We save these numpy arrays just in case:

In [24]:
np.save('Data/images_happy.npy', images_happy)
np.save('Data/expressions_happy.npy', expressions_happy)

np.save('Data/images_sad.npy', images_sad)
np.save('Data/expressions_sad.npy', expressions_sad)

np.save('Data/images_surprised.npy', images_surprised)
np.save('Data/expressions_surprised.npy', expressions_surprised)

np.save('Data/images_anger.npy', images_anger)
np.save('Data/expressions_anger.npy', expressions_anger)

np.save('Data/images_neutral.npy', images_neutral)
np.save('Data/expressions_neutral.npy', expressions_neutral)

Let's visualize a sample image before and after this processing step:

In [206]:
# Plotting a sample of resized vs. original image:
original_image = cv2.imread(root_dir + 'Manually_Annotated_compressed/Manually Annotated Images/' + file_list['subDirectory_filePath'].iloc[52])
resized_image = image_processor(original_image, (100,100))

plt.figure(figsize = (16,8))
gridspec.GridSpec(1,2)

plt.subplot2grid((1,2), (0,0))
plt.imshow(cv2.cvtColor(original_image, cv2.COLOR_BGR2RGB))
plt.title('RGB of Shape: (1000, 1000, 3)', fontsize=14)

plt.subplot2grid((1,2), (0,1))
plt.imshow(resized_image, cmap = 'gray');
plt.title('Grayscale of Shape: (100, 100, 1)', fontsize=14);

3.2 Dealing with Class Imbalance

Let's re-vist the expression summary list from Part 1:

In [10]:
x = expression_summary['Expression Name']
y = expression_summary['Count (Total)']

barPlotGenarator(x, y)

As discussed in Part 1, we are dealing with considerable class imbalance.

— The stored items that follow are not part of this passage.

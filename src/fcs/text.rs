//! TEXT segment keyword parsing.
//!
//! The first byte of the segment is the delimiter. Keys and values
//! alternate, each terminated by the delimiter; a doubled delimiter inside a
//! key or value stands for one literal delimiter byte.

use std::collections::BTreeMap;

use log::warn;

use super::FcsError;

/// Parse a TEXT (or supplemental TEXT) segment into upper-cased keys
pub fn parse_text(segment: &[u8]) -> Result<BTreeMap<String, String>, FcsError> {
    let (&delimiter, body) = segment
        .split_first()
        .ok_or_else(|| FcsError::InvalidText("empty segment".to_string()))?;
    if delimiter.is_ascii_alphanumeric() {
        return Err(FcsError::InvalidText(format!(
            "delimiter {:?} is alphanumeric",
            delimiter as char
        )));
    }

    let mut tokens = split_tokens(body, delimiter);
    // trailing padding after the final delimiter
    if tokens.len() % 2 == 1 && tokens.last().is_some_and(|t| t.trim().is_empty()) {
        tokens.pop();
    }
    if tokens.len() % 2 == 1 {
        return Err(FcsError::InvalidText(format!(
            "keyword {:?} has no value",
            tokens.last().map(String::as_str).unwrap_or("")
        )));
    }

    let mut keywords = BTreeMap::new();
    let mut pairs = tokens.into_iter();
    while let (Some(key), Some(value)) = (pairs.next(), pairs.next()) {
        let key = key.trim().to_ascii_uppercase();
        if key.is_empty() {
            return Err(FcsError::InvalidText("empty keyword".to_string()));
        }
        if let Some(previous) = keywords.insert(key.clone(), value) {
            warn!("Duplicate keyword {} (dropping {:?})", key, previous);
        }
    }
    Ok(keywords)
}

fn split_tokens(body: &[u8], delimiter: u8) -> Vec<String> {
    let mut tokens = Vec::new();
    let mut current = Vec::new();
    let mut i = 0;
    while i < body.len() {
        let byte = body[i];
        if byte == delimiter {
            if body.get(i + 1) == Some(&delimiter) {
                current.push(delimiter);
                i += 2;
                continue;
            }
            tokens.push(String::from_utf8_lossy(&current).into_owned());
            current.clear();
        } else {
            current.push(byte);
        }
        i += 1;
    }
    if !current.is_empty() {
        tokens.push(String::from_utf8_lossy(&current).into_owned());
    }
    tokens
}

/// Render keywords as a TEXT segment, escaping the delimiter by doubling
pub fn format_text<'a, I>(keywords: I, delimiter: u8) -> Vec<u8>
where
    I: IntoIterator<Item = (&'a str, &'a str)>,
{
    let escape = |s: &str, out: &mut Vec<u8>| {
        for &b in s.as_bytes() {
            out.push(b);
            if b == delimiter {
                out.push(delimiter);
            }
        }
    };
    let mut out = vec![delimiter];
    for (key, value) in keywords {
        escape(key, &mut out);
        out.push(delimiter);
        escape(value, &mut out);
        out.push(delimiter);
    }
    out
}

The aim of this section is to minimize such imbalance by doing the following:

  1. Augmenting the minority classes (i.e. Anger, Sadness and Surprise) by flipping each image horizontally
  2. Under-sampling the majority classes (i.e. Happiness and Neutral)

3.2.1. Augmenting the Minority Classes

For the minority classes we will double the number of available images by flipping them horizontally. Considering the nature of the problem the new data is expected to add meaningful variation to the training set.

In [11]:
# Create new sad, surprised and angry images by flipping:
flipped_images_sad, flipped_expressions_sad = image_flipper(images_sad, expressions_sad)
flipped_images_surprised, flipped_expressions_surprised = image_flipper(images_surprised, expressions_surprised)
flipped_images_anger, flipped_expressions_anger = image_flipper(images_anger, expressions_anger)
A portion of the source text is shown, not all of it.